It is important to note that a special buffer of static nature, called “ level amplifier"(SenseAmp), the size of which is equal to the size of one line, necessary for performing read operations and regenerating data contained in memory cells. Since the latter are physically capacitors that are discharged with each read operation, the level amplifier is required to restore the data stored in the cell after the access cycle is completed.

Additionally, since capacitors lose their charge over time (regardless of read operations), the cell contents must be refreshed periodically to prevent data loss. In modern types of memory that support automatic regeneration modes (in the “awakened” state) and self-regeneration(in a “sleeping” state), this is usually the task of the internal regeneration controller located directly on the memory chip.

In the most general case, the scheme for accessing a memory cell can be represented as follows:

1. The address of the line is supplied to the address lines of the memory chip. Along with this, the RAS# signal is issued, which places the address in the row address buffer (latch).

2. After the RAS# signal has stabilized, the row address decoder selects the desired row, and its contents are moved to the level amplifier (in this case, the logical state of the array row is inverted).

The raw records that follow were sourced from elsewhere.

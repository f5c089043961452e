use matinee_proto::{PlaybackEvent, PlaybackKind};
use std::collections::{HashMap, VecDeque};
use std::sync::Arc;
use tracing::debug;

use crate::player::MediaPlayer;

/// Outbound half of the sync machine: fan a locally observed transition out
/// to the rest of the room.
pub trait PlaybackOutlet: Send + Sync {
    fn emit(&self, kind: PlaybackKind, position: f64);
}

/// Position corrections are gated on this drift so ordinary relay-latency
/// skew does not cause visible seeking on every event.
pub const DRIFT_THRESHOLD_SECS: f64 = 0.5;

/// Keeps one participant's player in lockstep with the room.
///
/// Echoes are suppressed without timers: every event on the wire carries
/// its origin identity and a per-origin sequence number, receivers drop
/// their own and already-seen events, and the transitions the machine
/// itself causes by applying a remote event are recorded and swallowed
/// when the player reports them back.
pub struct PlaybackSync<P> {
    player: P,
    outlet: Arc<dyn PlaybackOutlet>,
    identity: String,
    expected_echoes: VecDeque<PlaybackKind>,
    applied_seq: HashMap<String, u64>,
}

impl<P: MediaPlayer> PlaybackSync<P> {
    pub fn new(player: P, outlet: Arc<dyn PlaybackOutlet>, identity: impl Into<String>) -> Self {
        Self {
            player,
            outlet,
            identity: identity.into(),
            expected_echoes: VecDeque::new(),
            applied_seq: HashMap::new(),
        }
    }

    /// True while player transitions caused by a remote application are
    /// still outstanding; those transitions must not be re-emitted.
    pub fn suppressing(&self) -> bool {
        !self.expected_echoes.is_empty()
    }

    /// Feed one locally observed player transition.
    pub fn observe_local(&mut self, kind: PlaybackKind) {
        if let Some(front) = self.expected_echoes.front() {
            if *front == kind {
                self.expected_echoes.pop_front();
                debug!(?kind, "swallowed player echo of a remote event");
                return;
            }
            // The user acted while an application was in flight; the user
            // wins and stale expectations are void.
            self.expected_echoes.clear();
        }
        self.outlet.emit(kind, self.player.position());
    }

    /// Apply a remote playback event to the local player.
    pub fn apply_remote(&mut self, event: &PlaybackEvent) {
        if event.origin == self.identity {
            return;
        }
        let seen = self.applied_seq.get(&event.origin).copied().unwrap_or(0);
        if event.seq <= seen {
            debug!(origin = %event.origin, seq = event.seq, "dropped stale playback event");
            return;
        }
        self.applied_seq.insert(event.origin.clone(), event.seq);

        if matches!(event.kind, PlaybackKind::Play | PlaybackKind::Seek) {
            let drift = (self.player.position() - event.position).abs();
            if drift > DRIFT_THRESHOLD_SECS {
                debug!(drift, target = event.position, "correcting playback position");
                self.player.set_position(event.position);
                self.expected_echoes.push_back(PlaybackKind::Seek);
            }
        }

        match event.kind {
            PlaybackKind::Play => {
                self.player.play();
                self.expected_echoes.push_back(PlaybackKind::Play);
            }
            PlaybackKind::Pause => {
                self.player.pause();
                self.expected_echoes.push_back(PlaybackKind::Pause);
            }
            // A seek alone leaves the play/pause state untouched.
            PlaybackKind::Seek => {}
        }
    }

    pub fn player(&self) -> &P {
        &self.player
    }

    pub fn player_mut(&mut self) -> &mut P {
        &mut self.player
    }
}

#[cfg(test)]
mod tests {
    use super::*;
    use std::sync::Mutex;

    #[derive(Default)]
    struct FakePlayer {
        position: f64,
        playing: bool,
        ops: Vec<String>,
    }

    impl MediaPlayer for FakePlayer {
        fn play(&mut self) {
            self.playing = true;
            self.ops.push("play".into());
        }

        fn pause(&mut self) {
            self.playing = false;
            self.ops.push("pause".into());
        }

        fn position(&self) -> f64 {
            self.position
        }

        fn set_position(&mut self, seconds: f64) {
            self.position = seconds;
            self.ops.push(format!("seek:{seconds}"));
        }
    }

    #[derive(Default)]
    struct RecordingOutlet {
        emitted: Mutex<Vec<(PlaybackKind, f64)>>,
    }

    impl PlaybackOutlet for RecordingOutlet {
        fn emit(&self, kind: PlaybackKind, position: f64) {
            self.emitted.lock().unwrap().push((kind, position));
        }
    }

    fn machine(position: f64) -> (PlaybackSync<FakePlayer>, Arc<RecordingOutlet>) {
        let outlet = Arc::new(RecordingOutlet::default());
        let player = FakePlayer {
            position,
            ..FakePlayer::default()
        };
        let sync = PlaybackSync::new(player, outlet.clone(), "me");
        (sync, outlet)
    }

    fn remote(kind: PlaybackKind, position: f64, seq: u64) -> PlaybackEvent {
        PlaybackEvent {
            kind,
            position,
            origin: "partner".into(),
            seq,
        }
    }

    #[test]
    fn small_drift_applies_play_without_moving_position() {
        let (mut sync, _outlet) = machine(10.0);

        sync.apply_remote(&remote(PlaybackKind::Play, 10.0, 1));

        assert!(sync.player().playing);
        assert_eq!(sync.player().position, 10.0);
        assert_eq!(sync.player().ops, vec!["play"]);
    }

    #[test]
    fn large_drift_corrects_position_before_playing() {
        let (mut sync, _outlet) = machine(0.0);

        sync.apply_remote(&remote(PlaybackKind::Seek, 42.3, 1));

        assert_eq!(sync.player().position, 42.3);
        // A bare seek does not touch the play/pause state.
        assert!(!sync.player().playing);
        assert_eq!(sync.player().ops, vec!["seek:42.3"]);
    }

    #[test]
    fn drift_at_the_threshold_is_left_alone() {
        let (mut sync, _outlet) = machine(10.0);

        sync.apply_remote(&remote(PlaybackKind::Play, 10.5, 1));
        assert_eq!(sync.player().position, 10.0);

        sync.apply_remote(&remote(PlaybackKind::Play, 11.1, 2));
        assert_eq!(sync.player().position, 11.1);
    }

    #[test]
    fn own_events_reflected_back_are_ignored() {
        let (mut sync, _outlet) = machine(0.0);

        let echo = PlaybackEvent {
            kind: PlaybackKind::Seek,
            position: 99.0,
            origin: "me".into(),
            seq: 1,
        };
        sync.apply_remote(&echo);

        assert_eq!(sync.player().position, 0.0);
        assert!(sync.player().ops.is_empty());
    }

    #[test]
    fn duplicate_and_stale_sequence_numbers_are_dropped() {
        let (mut sync, _outlet) = machine(0.0);

        sync.apply_remote(&remote(PlaybackKind::Play, 10.0, 2));
        sync.apply_remote(&remote(PlaybackKind::Play, 10.0, 2));
        sync.apply_remote(&remote(PlaybackKind::Pause, 10.0, 1));

        assert_eq!(sync.player().ops, vec!["seek:10", "play"]);
    }

    #[test]
    fn player_echoes_of_applied_events_are_not_re_emitted() {
        let (mut sync, outlet) = machine(10.0);

        sync.apply_remote(&remote(PlaybackKind::Play, 10.0, 1));
        assert!(sync.suppressing());

        // The player reports the transition the machine just caused.
        sync.observe_local(PlaybackKind::Play);
        assert!(!sync.suppressing());
        assert!(outlet.emitted.lock().unwrap().is_empty());

        // The next genuine user action goes out as usual.
        sync.observe_local(PlaybackKind::Pause);
        assert_eq!(
            outlet.emitted.lock().unwrap().as_slice(),
            &[(PlaybackKind::Pause, 10.0)]
        );
    }

    #[test]
    fn corrected_position_swallows_the_seek_echo_too() {
        let (mut sync, outlet) = machine(0.0);

        sync.apply_remote(&remote(PlaybackKind::Play, 42.3, 1));
        assert!(sync.suppressing());

        sync.observe_local(PlaybackKind::Seek);
        sync.observe_local(PlaybackKind::Play);

        assert!(!sync.suppressing());
        assert!(outlet.emitted.lock().unwrap().is_empty());
    }

    #[test]
    fn a_user_action_during_suppression_wins() {
        let (mut sync, outlet) = machine(10.0);

        sync.apply_remote(&remote(PlaybackKind::Play, 10.0, 1));
        assert!(sync.suppressing());

        // Pause arrives instead of the expected play echo: a real user
        // action. It is emitted and the stale expectation is dropped.
        sync.observe_local(PlaybackKind::Pause);
        assert!(!sync.suppressing());
        assert_eq!(
            outlet.emitted.lock().unwrap().as_slice(),
            &[(PlaybackKind::Pause, 10.0)]
        );
    }

    #[test]
    fn local_transitions_emit_with_the_current_position() {
        let (mut sync, outlet) = machine(7.25);

        sync.observe_local(PlaybackKind::Seek);

        assert_eq!(
            outlet.emitted.lock().unwrap().as_slice(),
            &[(PlaybackKind::Seek, 7.25)]
        );
    }
}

3. The address lines of the memory chip are supplied with the column address along with a CAS# signal, which places the address in the column address buffer (latch).

4. Since the CAS# signal also serves as a data output signal, as it stabilizes, the level amplifier sends the selected (corresponding to the column address) data to the output buffer.

5. The CAS# and RAS# signals are sequentially deactivated, allowing the access cycle to resume (after a period of time has passed during which the data from the level amplifier is returned back to the row cell array, restoring its previous logical state).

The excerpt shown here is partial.